# [SOURCE DATA]
______________________________
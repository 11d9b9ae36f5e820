//! CSV format handling for ledger records and report output
//!
//! This module centralizes all CSV format concerns, providing:
//! - CsvRecord structure for deserialization
//! - Conversion from CSV records to ledger records
//! - Settlement and balance report serialization
//!
//! All functions are pure (no file I/O) for easy testing.

use crate::cli::ReportKind;
use crate::core::summary::GroupReport;
use crate::types::{Expense, LedgerRecord, Member, SettleError};
use chrono::{DateTime, NaiveDate, Utc};
use rust_decimal::{Decimal, RoundingStrategy};
use serde::Deserialize;
use std::io::Write;
use std::str::FromStr;

/// Separator between ids in `split_with` and amounts in `split_amounts`
pub const LIST_SEPARATOR: char = ';';

/// CSV record structure for deserialization
///
/// Matches the input CSV format with columns:
/// type, group, id, name, amount, paid_by, split_with, split_amounts, date
///
/// Only `type` and `group` are shared by every record type, so all other
/// columns are optional here and checked during conversion.
#[derive(Debug, Deserialize, Clone, PartialEq, Default)]
pub struct CsvRecord {
    #[serde(rename = "type")]
    pub record_type: String,
    pub group: String,
    pub id: Option<String>,
    pub name: Option<String>,
    pub amount: Option<String>,
    pub paid_by: Option<String>,
    pub split_with: Option<String>,
    pub split_amounts: Option<String>,
    pub date: Option<String>,
}

/// Convert a CsvRecord to a LedgerRecord
///
/// This function:
/// - Parses the record type (case-insensitive)
/// - Checks that the columns required by that type are present
/// - Parses amounts, participant lists and dates
///
/// Expense consistency (known members, split sums) is not checked here; the
/// group does that when the record is applied.
///
/// # Errors
///
/// Returns `SettleError::InvalidRecord` describing the first problem found.
pub fn convert_csv_record(csv_record: CsvRecord) -> Result<LedgerRecord, SettleError> {
    let record_type = csv_record.record_type.trim().to_lowercase();
    let group = csv_record.group.trim().to_string();
    if group.is_empty() {
        return Err(SettleError::invalid_record(format!(
            "{} record without a group",
            record_type
        )));
    }

    let id = required(csv_record.id.clone(), "id", &record_type)?;

    match record_type.as_str() {
        "member" => {
            let name = required(csv_record.name, "name", &record_type)?;
            Ok(LedgerRecord::AddMember {
                group,
                member: Member::new(id, name),
            })
        }
        "rename_member" => {
            let name = required(csv_record.name, "name", &record_type)?;
            Ok(LedgerRecord::RenameMember {
                group,
                member: id,
                name,
            })
        }
        "remove_member" => Ok(LedgerRecord::RemoveMember { group, member: id }),
        "expense" => Ok(LedgerRecord::AddExpense {
            group,
            expense: parse_expense(id, csv_record)?,
        }),
        "edit_expense" => Ok(LedgerRecord::EditExpense {
            group,
            expense: parse_expense(id, csv_record)?,
        }),
        "delete_expense" => Ok(LedgerRecord::DeleteExpense { group, expense: id }),
        _ => Err(SettleError::invalid_record(format!(
            "Invalid record type: '{}' for id {}",
            csv_record.record_type, id
        ))),
    }
}

fn parse_expense(id: String, csv_record: CsvRecord) -> Result<Expense, SettleError> {
    let amount_str = required(csv_record.amount, "amount", "expense")?;
    let amount = parse_amount(&amount_str, &id)?;
    let paid_by = required(csv_record.paid_by, "paid_by", "expense")?;

    let split_with: Vec<String> = present(csv_record.split_with)
        .map(|list| split_list(&list).map(str::to_string).collect())
        .unwrap_or_default();

    let description = present(csv_record.name).unwrap_or_default();
    let mut expense = Expense::even(id, description, amount, paid_by, split_with);

    if let Some(list) = present(csv_record.split_amounts) {
        let split_amounts = split_list(&list)
            .map(|value| parse_amount(value, &expense.id))
            .collect::<Result<Vec<_>, _>>()?;
        expense = expense.with_split_amounts(split_amounts);
    }

    if let Some(date) = present(csv_record.date) {
        let date = parse_date(&date).ok_or_else(|| {
            SettleError::invalid_record(format!(
                "Invalid date '{}' for expense {}",
                date, expense.id
            ))
        })?;
        expense = expense.with_date(date);
    }

    Ok(expense)
}

/// Trimmed column value, `None` when missing or blank
fn present(value: Option<String>) -> Option<String> {
    value
        .map(|v| v.trim().to_string())
        .filter(|v| !v.is_empty())
}

fn required(value: Option<String>, column: &str, record_type: &str) -> Result<String, SettleError> {
    present(value).ok_or_else(|| {
        SettleError::invalid_record(format!("{} record requires '{}'", record_type, column))
    })
}

fn split_list(list: &str) -> impl Iterator<Item = &str> {
    list.split(LIST_SEPARATOR)
        .map(str::trim)
        .filter(|item| !item.is_empty())
}

fn parse_amount(value: &str, expense: &str) -> Result<Decimal, SettleError> {
    Decimal::from_str(value.trim()).map_err(|_| {
        SettleError::invalid_record(format!("Invalid amount '{}' for expense {}", value, expense))
    })
}

/// Parse an RFC 3339 timestamp, or a plain `YYYY-MM-DD` date at midnight UTC
fn parse_date(value: &str) -> Option<DateTime<Utc>> {
    if let Ok(date) = DateTime::parse_from_rfc3339(value) {
        return Some(date.with_timezone(&Utc));
    }
    NaiveDate::parse_from_str(value, "%Y-%m-%d")
        .ok()
        .and_then(|date| date.and_hms_opt(0, 0, 0))
        .map(|datetime| datetime.and_utc())
}

/// Format an amount with exactly `scale` decimal places
///
/// Half-way values round away from zero. Zero is never printed with a sign.
pub fn format_amount(amount: Decimal, scale: u32) -> String {
    let rounded = amount.round_dp_with_strategy(scale, RoundingStrategy::MidpointAwayFromZero);
    let rounded = if rounded.is_zero() { Decimal::ZERO } else { rounded };
    format!("{:.*}", scale as usize, rounded)
}

/// Write the settlement plan of every group
///
/// Columns: group, from, to, amount. Reports are written in the order given;
/// payments keep resolver order.
pub fn write_settlements_csv(
    reports: &[GroupReport],
    scale: u32,
    output: &mut dyn Write,
) -> Result<(), SettleError> {
    let mut writer = csv::Writer::from_writer(output);

    writer.write_record(["group", "from", "to", "amount"])?;

    for report in reports {
        for settlement in &report.settlements {
            writer.write_record([
                report.group().as_str(),
                settlement.from.as_str(),
                settlement.to.as_str(),
                format_amount(settlement.amount, scale).as_str(),
            ])?;
        }
    }

    writer.flush()?;
    Ok(())
}

/// Write the per-member balance summary of every group
///
/// Columns: group, member, name, balance, owes, owed. Members keep the
/// order in which they joined their group.
pub fn write_balances_csv(
    reports: &[GroupReport],
    scale: u32,
    output: &mut dyn Write,
) -> Result<(), SettleError> {
    let mut writer = csv::Writer::from_writer(output);

    writer.write_record(["group", "member", "name", "balance", "owes", "owed"])?;

    for report in reports {
        for entry in &report.summary.members {
            writer.write_record([
                report.group().as_str(),
                entry.member.as_str(),
                entry.name.as_str(),
                format_amount(entry.balance, scale).as_str(),
                format_amount(entry.owes(), scale).as_str(),
                format_amount(entry.owed(), scale).as_str(),
            ])?;
        }
    }

    writer.flush()?;
    Ok(())
}

/// Write the requested report
pub fn write_report(
    reports: &[GroupReport],
    kind: ReportKind,
    scale: u32,
    output: &mut dyn Write,
) -> Result<(), SettleError> {
    match kind {
        ReportKind::Settlements => write_settlements_csv(reports, scale, output),
        ReportKind::Balances => write_balances_csv(reports, scale, output),
    }
}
______________________________
# [WORK ORDER]
In the entries above, identify every line with the word "records". Copy those lines.

# [SOLUTION]
//! CSV format handling for ledger records and report output
//! - Conversion from CSV records to ledger records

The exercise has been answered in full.